Elchi authors virtual hosts inline in the route config. The Envoy VHDS (Virtual Host Discovery Service) path is intentionally not offered here — the upstream Envoy behavior it depends on is not yet supported for this flow — so define your virtual hosts directly. See Virtual Hosts.

Key fields

FieldPurpose
nameStable identifier and RDS key. A listener's HCM references this name over RDS. Fixed after creation.
virtual_hostsThe ordered set of Virtual Hosts — each with its own domains and route table.
request_headers_to_add / request_headers_to_removeMutate request headers for all routes in the config.
response_headers_to_add / response_headers_to_removeMutate response headers for all routes in the config.
request_mirror_policiesShadow a copy of matching traffic to another cluster without affecting the live response.
typed_per_filter_configOverride HTTP-filter behavior (e.g. disable a filter) at the route-config scope.
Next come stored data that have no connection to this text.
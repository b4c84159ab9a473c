//! Fixed reference data and the identifier ranges bound to it.
//!
//! Shipments reference cities and transactions reference payment methods
//! by ordinal position in these lists. The ranges are derived from the
//! list lengths so that changing a list changes the range with it.

use std::ops::RangeInclusive;

/// Cities seeded into the logistics store.
pub const CITIES: [&str; 10] = [
    "New York",
    "Los Angeles",
    "Chicago",
    "Houston",
    "Phoenix",
    "Philadelphia",
    "San Antonio",
    "San Diego",
    "Dallas",
    "San Jose",
];

/// Payment methods seeded into the accounts store.
pub const PAYMENT_METHODS: [&str; 5] = [
    "Credit Card",
    "PayPal",
    "Bank Transfer",
    "Bitcoin",
    "Debit Card",
];

/// Valid `city_id` values for generated shipments.
pub fn city_id_range() -> RangeInclusive<i64> {
    1..=CITIES.len() as i64
}

/// Valid `payment_method_id` values for generated transactions.
pub fn payment_method_id_range() -> RangeInclusive<i64> {
    1..=PAYMENT_METHODS.len() as i64
}
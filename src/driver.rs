//! The driver loop.
//!
//! ```text
//! load settings ──► first_load? ──yes──► seed reference data + entities
//!                        │no
//!                        ▼
//!                 load identifiers
//!                        │
//!                        ▼
//!        ┌──► continous_loading && !shutdown? ──no──► done
//!        │               │yes
//!        │               ▼
//!        │         run one batch
//!        │               │
//!        │        pause (interruptible)
//!        │               │
//!        └──────── reload settings
//! ```

use crate::config::load_settings;
use crate::error::DatagenError;
use crate::pipeline::{run_batch, BatchMetrics};
use crate::seed::{load_identifiers, seed_all};
use datagen_core::{AccountsStore, LogisticsStore, RetailStore, Stores};
use datagen_generator::DataGenerator;
use std::time::Duration;
use tokio::sync::broadcast;
use tokio::sync::broadcast::error::{RecvError, TryRecvError};
use tokio::time::Instant;
use tracing::info;

/// What a finished run did.
#[derive(Debug, Clone, Default, PartialEq, Eq)]
pub struct RunSummary {
    /// Whether this run performed the first-load seeding.
    pub seeded: bool,
    /// Batches completed.
    pub batches: u64,
    /// Counters summed over all batches.
    pub totals: BatchMetrics,
    /// Whether the loop ended because of a shutdown signal.
    pub interrupted: bool,
}

/// Runs seeding and the generation loop against one set of stores.
pub struct Driver {
    generator: DataGenerator,
    shutdown: Option<broadcast::Receiver<()>>,
    stop_requested: bool,
}

impl Driver {
    pub fn new(generator: DataGenerator) -> Self {
        Self {
            generator,
            shutdown: None,
            stop_requested: false,
        }
    }

    /// Stop the loop once a message arrives on `shutdown`.
    ///
    /// A batch in progress is finished first; a pause is cut short.
    pub fn with_shutdown(mut self, shutdown: broadcast::Receiver<()>) -> Self {
        self.shutdown = Some(shutdown);
        self
    }

    /// Seed or load identifiers, then run batches until the settings
    /// table turns `continous_loading` off or a shutdown is requested.
    pub async fn run<R, L, A>(
        &mut self,
        stores: &mut Stores<R, L, A>,
    ) -> Result<RunSummary, DatagenError>
    where
        R: RetailStore,
        L: LogisticsStore,
        A: AccountsStore,
    {
        let mut summary = RunSummary::default();
        let mut settings = load_settings(&mut stores.retail).await?;

        let ids = if settings.first_load() {
            info!("First load: seeding reference data, warehouses and customers");
            summary.seeded = true;
            seed_all(stores, &mut self.generator).await?
        } else {
            load_identifiers(stores).await?
        };

        while settings.continuous_loading() {
            if self.shutdown_requested() {
                break;
            }

            let batch_size = settings.batch_size()?;
            let metrics = run_batch(stores, &mut self.generator, &ids, batch_size).await?;
            summary.batches += 1;
            summary.totals.merge(&metrics);

            let pause = settings.pause()?;
            if self.pause(pause).await {
                break;
            }
            settings = load_settings(&mut stores.retail).await?;
        }

        summary.interrupted = self.stop_requested;
        info!(
            "Generation finished after {} batches ({} orders, {} shipments, {} transactions)",
            summary.batches,
            summary.totals.orders,
            summary.totals.shipments,
            summary.totals.transactions
        );
        Ok(summary)
    }

    /// Check for a pending shutdown message without waiting.
    fn shutdown_requested(&mut self) -> bool {
        if let Some(shutdown) = self.shutdown.as_mut() {
            match shutdown.try_recv() {
                Ok(()) | Err(TryRecvError::Lagged(_)) => self.stop_requested = true,
                Err(TryRecvError::Closed) => self.shutdown = None,
                Err(TryRecvError::Empty) => {}
            }
        }
        if self.stop_requested {
            info!("Shutdown requested, stopping before the next batch");
        }
        self.stop_requested
    }

    /// Sleep for `pause`. Returns true when a shutdown cut it short.
    async fn pause(&mut self, pause: Duration) -> bool {
        let deadline = Instant::now() + pause;

        let received = match self.shutdown.as_mut() {
            Some(shutdown) => tokio::select! {
                result = shutdown.recv() => Some(result),
                _ = tokio::time::sleep_until(deadline) => None,
            },
            None => {
                tokio::time::sleep_until(deadline).await;
                None
            }
        };

        match received {
            None => false,
            Some(Ok(())) | Some(Err(RecvError::Lagged(_))) => {
                info!("Shutdown requested during pause");
                self.stop_requested = true;
                true
            }
            Some(Err(RecvError::Closed)) => {
                // Nobody can signal any more; finish the pause normally.
                self.shutdown = None;
                tokio::time::sleep_until(deadline).await;
                false
            }
        }
    }
}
Within a virtual host, each route is a match-plus-action:

  • match — path (prefix, path, safe_regex, or URI-template), plus optional headers, query parameters, and method.
  • route — forward to a cluster (or weighted_clusters), with timeout, retry policy, prefix rewrite/regex rewrite, and host rewrite.
  • redirect — return a 3xx to a new scheme/host/path.
  • direct_response — return a fixed status and body without an upstream.

Relationships

  • Referenced by listeners — a Listener's HCM selects this route config inline or over RDS.
  • Contains virtual hosts — which contain the routes; see Virtual Hosts.
  • References clusters — a route's action names a Cluster (single or weighted) as its upstream.
  • References filters via per-filter configFilters can be tuned or disabled per route/vhost with typed_per_filter_config.

Example

A route config with one virtual host that redirects HTTP→HTTPS on a legacy host and routes API traffic to a cluster:

name: main_routes
virtual_hosts:
- name: api
domains: ["api.example.com"]
routes:
- match: { prefix: "/v1/" }
route:
cluster: api_backend
timeout: 15s
retry_policy:
retry_on: "5xx,reset"
num_retries: 2
- match: { prefix: "/" }
direct_response:
status: 404
request_headers_to_add:
- header: { key: "x-forwarded-proto", value: "https" }

Tips

  • Order matters. Envoy evaluates routes top-to-bottom and takes the first match — put specific prefixes before catch-alls. Elchi lets you drag to reorder virtual hosts and routes.
  • Name is the RDS key. Renaming a route config breaks the listener that references it; create-and-retire instead.
  • Header manipulation composes across scopes. Route-config, virtual-host, and route-level header rules all apply — keep them from fighting each other.
  • Publish together. A route that references a not-yet-published cluster will be flagged as a broken reference; check the dependency graph before publishing and use Snapshot dump to confirm the RDS payload reached Envoy.